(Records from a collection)

---

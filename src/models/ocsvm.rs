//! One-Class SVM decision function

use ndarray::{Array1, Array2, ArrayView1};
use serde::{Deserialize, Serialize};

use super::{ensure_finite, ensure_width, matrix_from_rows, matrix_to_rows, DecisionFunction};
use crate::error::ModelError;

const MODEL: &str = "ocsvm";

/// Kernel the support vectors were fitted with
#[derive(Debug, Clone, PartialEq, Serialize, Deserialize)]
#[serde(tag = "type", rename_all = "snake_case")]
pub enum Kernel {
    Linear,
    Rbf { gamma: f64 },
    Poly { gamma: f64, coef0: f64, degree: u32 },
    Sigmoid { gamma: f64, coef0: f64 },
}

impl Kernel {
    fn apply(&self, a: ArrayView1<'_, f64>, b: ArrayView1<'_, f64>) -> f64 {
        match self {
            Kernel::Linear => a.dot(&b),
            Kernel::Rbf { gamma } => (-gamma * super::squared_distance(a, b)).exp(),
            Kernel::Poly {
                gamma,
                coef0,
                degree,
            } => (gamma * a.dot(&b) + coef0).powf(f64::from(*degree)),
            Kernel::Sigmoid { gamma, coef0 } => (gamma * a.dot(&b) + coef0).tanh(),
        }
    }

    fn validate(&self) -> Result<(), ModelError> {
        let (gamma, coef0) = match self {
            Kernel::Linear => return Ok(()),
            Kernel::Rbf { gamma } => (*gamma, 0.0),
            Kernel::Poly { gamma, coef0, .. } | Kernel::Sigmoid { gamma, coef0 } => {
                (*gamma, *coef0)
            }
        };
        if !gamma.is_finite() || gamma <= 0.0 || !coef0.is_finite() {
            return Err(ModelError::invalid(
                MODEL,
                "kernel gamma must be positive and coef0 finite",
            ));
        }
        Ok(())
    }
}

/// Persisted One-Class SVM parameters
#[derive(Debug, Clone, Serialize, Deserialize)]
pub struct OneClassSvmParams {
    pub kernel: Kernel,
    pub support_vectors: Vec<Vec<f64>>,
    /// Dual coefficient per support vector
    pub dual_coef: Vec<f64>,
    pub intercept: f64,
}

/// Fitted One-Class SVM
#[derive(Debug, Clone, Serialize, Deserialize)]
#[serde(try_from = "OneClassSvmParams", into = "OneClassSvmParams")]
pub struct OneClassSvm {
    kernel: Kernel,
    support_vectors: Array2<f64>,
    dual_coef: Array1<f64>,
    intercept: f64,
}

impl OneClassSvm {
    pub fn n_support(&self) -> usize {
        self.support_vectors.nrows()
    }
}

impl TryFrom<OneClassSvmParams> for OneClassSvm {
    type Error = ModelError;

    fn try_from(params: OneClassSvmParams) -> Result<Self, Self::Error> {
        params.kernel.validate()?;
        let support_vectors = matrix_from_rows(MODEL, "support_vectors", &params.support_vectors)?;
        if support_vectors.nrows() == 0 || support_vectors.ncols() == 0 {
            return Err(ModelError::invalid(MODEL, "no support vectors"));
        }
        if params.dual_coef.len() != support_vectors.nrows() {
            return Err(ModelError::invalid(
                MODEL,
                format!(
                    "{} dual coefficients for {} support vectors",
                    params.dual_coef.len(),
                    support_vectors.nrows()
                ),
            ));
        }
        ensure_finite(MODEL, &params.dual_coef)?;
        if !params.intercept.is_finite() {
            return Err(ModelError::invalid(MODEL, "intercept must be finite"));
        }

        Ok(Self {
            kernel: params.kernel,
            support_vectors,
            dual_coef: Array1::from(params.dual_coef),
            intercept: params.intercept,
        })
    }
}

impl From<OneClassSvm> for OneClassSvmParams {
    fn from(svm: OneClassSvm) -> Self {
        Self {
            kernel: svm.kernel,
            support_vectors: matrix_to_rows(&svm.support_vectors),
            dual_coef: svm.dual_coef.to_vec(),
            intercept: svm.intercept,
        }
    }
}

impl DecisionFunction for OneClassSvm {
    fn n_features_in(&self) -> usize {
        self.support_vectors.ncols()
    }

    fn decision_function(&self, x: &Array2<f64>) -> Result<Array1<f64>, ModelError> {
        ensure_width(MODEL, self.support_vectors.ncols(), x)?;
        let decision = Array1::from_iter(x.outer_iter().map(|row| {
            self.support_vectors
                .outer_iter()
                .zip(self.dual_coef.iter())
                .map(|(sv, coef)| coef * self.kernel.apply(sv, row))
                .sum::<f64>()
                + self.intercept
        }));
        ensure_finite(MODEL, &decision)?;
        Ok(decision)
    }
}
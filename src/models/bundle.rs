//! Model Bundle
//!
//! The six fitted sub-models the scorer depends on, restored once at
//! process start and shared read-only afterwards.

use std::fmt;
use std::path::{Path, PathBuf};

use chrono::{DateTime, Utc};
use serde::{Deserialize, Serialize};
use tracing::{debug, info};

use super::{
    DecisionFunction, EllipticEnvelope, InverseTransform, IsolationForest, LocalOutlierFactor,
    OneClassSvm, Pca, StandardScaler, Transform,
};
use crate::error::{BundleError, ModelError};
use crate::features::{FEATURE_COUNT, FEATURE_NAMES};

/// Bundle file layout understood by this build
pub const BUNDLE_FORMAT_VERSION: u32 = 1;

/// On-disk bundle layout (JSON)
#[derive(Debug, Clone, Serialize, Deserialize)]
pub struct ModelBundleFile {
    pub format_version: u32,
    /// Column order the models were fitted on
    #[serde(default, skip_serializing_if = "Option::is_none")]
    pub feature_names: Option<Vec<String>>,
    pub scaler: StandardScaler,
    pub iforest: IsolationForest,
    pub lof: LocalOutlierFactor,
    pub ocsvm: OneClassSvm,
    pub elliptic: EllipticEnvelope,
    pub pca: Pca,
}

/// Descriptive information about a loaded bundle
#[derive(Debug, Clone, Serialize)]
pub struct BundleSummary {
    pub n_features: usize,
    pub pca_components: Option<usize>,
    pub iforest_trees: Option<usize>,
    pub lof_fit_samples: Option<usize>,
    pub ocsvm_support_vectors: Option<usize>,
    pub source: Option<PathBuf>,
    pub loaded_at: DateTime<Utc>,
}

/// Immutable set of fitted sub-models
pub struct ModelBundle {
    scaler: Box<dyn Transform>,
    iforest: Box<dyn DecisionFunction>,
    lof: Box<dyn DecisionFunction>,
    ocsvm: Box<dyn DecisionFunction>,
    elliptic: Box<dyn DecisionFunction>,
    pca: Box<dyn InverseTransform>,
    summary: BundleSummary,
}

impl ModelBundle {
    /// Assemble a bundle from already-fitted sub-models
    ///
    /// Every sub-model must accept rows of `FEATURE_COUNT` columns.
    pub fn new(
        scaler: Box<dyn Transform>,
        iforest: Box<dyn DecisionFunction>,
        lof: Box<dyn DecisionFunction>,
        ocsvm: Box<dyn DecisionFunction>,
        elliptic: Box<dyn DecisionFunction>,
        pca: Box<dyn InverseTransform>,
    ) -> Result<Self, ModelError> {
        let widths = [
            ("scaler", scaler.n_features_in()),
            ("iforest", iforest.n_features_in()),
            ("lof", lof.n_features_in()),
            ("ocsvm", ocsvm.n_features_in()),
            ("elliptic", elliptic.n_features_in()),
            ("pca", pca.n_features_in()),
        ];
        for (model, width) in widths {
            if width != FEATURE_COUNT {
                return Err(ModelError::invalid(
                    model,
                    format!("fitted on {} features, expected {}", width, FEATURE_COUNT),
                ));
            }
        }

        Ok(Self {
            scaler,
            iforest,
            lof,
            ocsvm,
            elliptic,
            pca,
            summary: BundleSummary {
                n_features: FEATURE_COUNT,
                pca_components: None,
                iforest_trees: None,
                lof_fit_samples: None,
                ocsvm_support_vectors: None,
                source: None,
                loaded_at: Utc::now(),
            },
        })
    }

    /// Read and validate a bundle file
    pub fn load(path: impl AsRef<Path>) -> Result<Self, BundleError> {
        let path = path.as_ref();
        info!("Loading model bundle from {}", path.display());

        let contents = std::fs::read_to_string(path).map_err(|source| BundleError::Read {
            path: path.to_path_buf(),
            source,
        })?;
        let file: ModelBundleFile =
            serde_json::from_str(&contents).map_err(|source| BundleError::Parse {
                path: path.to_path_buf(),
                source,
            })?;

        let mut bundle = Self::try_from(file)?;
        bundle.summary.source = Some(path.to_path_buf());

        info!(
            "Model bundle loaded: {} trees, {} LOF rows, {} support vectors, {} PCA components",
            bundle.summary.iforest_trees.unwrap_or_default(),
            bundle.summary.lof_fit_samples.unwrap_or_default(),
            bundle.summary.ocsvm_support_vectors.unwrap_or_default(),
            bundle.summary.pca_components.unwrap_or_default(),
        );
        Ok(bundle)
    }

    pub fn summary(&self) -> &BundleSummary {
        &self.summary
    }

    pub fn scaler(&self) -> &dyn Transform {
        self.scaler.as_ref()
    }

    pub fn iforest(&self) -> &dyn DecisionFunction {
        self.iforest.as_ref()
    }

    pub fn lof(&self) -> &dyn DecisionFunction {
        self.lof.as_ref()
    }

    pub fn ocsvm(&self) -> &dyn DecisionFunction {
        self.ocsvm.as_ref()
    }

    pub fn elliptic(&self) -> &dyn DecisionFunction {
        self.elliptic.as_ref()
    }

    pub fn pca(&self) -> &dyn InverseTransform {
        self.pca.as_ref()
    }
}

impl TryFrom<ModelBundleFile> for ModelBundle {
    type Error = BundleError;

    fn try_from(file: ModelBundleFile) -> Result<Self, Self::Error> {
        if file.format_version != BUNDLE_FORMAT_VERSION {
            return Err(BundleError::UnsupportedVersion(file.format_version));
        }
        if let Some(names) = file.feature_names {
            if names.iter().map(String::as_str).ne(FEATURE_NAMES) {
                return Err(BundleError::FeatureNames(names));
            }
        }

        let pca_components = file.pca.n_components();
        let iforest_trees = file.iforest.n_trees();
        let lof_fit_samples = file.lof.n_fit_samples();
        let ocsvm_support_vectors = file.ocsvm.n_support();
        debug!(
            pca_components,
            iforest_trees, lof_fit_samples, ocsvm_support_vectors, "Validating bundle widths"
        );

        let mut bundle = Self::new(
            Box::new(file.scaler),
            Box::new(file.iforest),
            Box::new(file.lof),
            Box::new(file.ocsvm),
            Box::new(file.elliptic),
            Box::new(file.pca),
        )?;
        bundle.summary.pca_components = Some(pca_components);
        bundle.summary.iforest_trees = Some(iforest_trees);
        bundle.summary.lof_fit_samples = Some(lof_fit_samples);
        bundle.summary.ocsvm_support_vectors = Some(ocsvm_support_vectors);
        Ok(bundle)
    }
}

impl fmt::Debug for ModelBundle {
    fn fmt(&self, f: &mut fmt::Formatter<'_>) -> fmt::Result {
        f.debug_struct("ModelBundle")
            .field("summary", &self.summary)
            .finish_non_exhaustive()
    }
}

---

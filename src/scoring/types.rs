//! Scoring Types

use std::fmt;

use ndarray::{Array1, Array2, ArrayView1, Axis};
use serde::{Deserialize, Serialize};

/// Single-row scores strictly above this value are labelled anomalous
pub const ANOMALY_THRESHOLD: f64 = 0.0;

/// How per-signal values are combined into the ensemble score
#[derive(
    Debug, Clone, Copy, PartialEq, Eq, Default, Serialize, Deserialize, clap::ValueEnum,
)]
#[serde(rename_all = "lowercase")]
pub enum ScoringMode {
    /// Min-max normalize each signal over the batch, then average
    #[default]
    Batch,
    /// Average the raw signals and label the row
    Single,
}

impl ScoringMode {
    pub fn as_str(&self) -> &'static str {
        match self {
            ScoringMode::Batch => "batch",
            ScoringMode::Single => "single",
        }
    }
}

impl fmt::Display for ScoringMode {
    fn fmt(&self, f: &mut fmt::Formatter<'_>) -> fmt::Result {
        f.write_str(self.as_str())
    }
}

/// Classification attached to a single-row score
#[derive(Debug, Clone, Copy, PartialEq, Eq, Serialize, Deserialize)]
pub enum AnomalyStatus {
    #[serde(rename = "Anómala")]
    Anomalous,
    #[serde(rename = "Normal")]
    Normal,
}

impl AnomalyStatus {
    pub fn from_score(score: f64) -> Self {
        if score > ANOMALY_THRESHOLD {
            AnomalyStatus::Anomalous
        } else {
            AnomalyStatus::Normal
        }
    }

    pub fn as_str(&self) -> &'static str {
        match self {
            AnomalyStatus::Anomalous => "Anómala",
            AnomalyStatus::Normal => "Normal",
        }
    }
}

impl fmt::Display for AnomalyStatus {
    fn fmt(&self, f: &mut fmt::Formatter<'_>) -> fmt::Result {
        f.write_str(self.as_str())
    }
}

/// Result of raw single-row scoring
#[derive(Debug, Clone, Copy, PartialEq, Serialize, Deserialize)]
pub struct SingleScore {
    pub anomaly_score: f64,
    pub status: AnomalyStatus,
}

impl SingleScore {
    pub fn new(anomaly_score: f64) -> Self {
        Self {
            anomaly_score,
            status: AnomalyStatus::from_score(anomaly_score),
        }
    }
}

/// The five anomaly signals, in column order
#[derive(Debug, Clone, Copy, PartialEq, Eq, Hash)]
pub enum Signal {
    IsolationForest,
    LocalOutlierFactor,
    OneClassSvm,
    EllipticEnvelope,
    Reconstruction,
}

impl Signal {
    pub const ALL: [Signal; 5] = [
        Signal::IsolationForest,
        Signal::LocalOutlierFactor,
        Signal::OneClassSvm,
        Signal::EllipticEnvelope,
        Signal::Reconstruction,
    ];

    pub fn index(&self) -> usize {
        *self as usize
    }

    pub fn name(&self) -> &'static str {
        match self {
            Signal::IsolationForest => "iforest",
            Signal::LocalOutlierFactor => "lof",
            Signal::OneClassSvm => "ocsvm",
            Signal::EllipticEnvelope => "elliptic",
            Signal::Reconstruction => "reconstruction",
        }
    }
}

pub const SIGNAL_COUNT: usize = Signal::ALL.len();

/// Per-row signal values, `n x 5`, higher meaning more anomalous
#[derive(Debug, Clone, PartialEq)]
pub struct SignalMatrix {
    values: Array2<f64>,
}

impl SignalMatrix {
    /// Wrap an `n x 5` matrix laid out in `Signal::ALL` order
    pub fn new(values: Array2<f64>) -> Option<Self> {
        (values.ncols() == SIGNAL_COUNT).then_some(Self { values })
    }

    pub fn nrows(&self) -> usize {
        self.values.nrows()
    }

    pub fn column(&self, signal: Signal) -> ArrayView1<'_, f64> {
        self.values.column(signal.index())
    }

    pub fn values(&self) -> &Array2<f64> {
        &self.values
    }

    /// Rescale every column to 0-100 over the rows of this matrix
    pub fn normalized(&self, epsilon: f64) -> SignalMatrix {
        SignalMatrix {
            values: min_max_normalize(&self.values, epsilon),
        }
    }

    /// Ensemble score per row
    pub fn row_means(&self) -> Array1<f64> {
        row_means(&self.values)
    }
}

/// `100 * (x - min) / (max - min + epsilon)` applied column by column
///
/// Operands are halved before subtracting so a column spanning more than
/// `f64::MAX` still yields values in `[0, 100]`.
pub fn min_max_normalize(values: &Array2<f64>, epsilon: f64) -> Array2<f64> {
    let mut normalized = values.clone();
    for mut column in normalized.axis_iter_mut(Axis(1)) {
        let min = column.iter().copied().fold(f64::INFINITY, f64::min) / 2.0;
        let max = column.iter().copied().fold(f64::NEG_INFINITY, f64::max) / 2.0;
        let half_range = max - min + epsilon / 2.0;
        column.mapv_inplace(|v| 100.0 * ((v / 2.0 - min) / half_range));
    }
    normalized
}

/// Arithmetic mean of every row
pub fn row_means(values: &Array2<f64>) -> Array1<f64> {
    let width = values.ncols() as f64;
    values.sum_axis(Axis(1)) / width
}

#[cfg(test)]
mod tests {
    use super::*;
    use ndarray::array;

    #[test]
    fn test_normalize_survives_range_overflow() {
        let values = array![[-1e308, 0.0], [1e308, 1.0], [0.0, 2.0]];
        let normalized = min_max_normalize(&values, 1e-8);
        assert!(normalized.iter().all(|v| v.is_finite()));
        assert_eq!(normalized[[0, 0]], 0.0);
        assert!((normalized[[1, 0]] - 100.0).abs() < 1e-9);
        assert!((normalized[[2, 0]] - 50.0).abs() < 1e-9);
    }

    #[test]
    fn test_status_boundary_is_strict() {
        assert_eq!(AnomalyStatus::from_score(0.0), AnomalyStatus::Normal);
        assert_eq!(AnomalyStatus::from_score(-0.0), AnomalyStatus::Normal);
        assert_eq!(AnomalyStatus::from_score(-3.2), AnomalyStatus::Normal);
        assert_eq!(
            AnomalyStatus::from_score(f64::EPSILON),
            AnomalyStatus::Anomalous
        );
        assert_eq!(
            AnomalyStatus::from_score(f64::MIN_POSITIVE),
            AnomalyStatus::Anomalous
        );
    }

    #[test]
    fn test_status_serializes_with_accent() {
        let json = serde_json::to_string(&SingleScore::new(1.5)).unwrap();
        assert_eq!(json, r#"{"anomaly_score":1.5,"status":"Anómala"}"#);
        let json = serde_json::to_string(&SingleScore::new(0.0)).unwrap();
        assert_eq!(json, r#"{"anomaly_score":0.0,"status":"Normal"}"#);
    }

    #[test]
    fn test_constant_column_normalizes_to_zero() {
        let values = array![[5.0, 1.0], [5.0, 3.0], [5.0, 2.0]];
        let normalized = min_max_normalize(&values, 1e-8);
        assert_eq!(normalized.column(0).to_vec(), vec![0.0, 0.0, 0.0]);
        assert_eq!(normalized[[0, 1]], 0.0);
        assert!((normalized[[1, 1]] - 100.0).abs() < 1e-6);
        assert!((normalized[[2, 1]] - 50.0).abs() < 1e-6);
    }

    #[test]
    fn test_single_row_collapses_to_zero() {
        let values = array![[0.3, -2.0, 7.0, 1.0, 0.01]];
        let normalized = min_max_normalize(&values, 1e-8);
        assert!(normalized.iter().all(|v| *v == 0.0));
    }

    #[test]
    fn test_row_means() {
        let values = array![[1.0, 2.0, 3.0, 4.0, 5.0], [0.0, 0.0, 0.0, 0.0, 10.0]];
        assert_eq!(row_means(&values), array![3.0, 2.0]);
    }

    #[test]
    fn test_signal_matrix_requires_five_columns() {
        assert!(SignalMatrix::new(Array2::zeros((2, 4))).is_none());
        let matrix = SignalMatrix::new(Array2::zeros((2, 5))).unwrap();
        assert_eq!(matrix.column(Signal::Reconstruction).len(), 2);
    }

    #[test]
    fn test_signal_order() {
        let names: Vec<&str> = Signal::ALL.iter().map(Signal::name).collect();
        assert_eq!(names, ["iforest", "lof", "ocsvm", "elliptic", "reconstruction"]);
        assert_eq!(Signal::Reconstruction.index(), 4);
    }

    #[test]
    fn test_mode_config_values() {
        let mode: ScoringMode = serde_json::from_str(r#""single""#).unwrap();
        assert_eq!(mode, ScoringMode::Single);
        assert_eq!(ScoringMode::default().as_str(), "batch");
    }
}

---

WORK INSTRUCTION =>
Where a line in the entries holds the word "Poly", copy that line.

EXERCISE OUTPUT =>
    Poly { gamma: f64, coef0: f64, degree: u32 },
            Kernel::Poly {
            Kernel::Poly { gamma, coef0, .. } | Kernel::Sigmoid { gamma, coef0 } => {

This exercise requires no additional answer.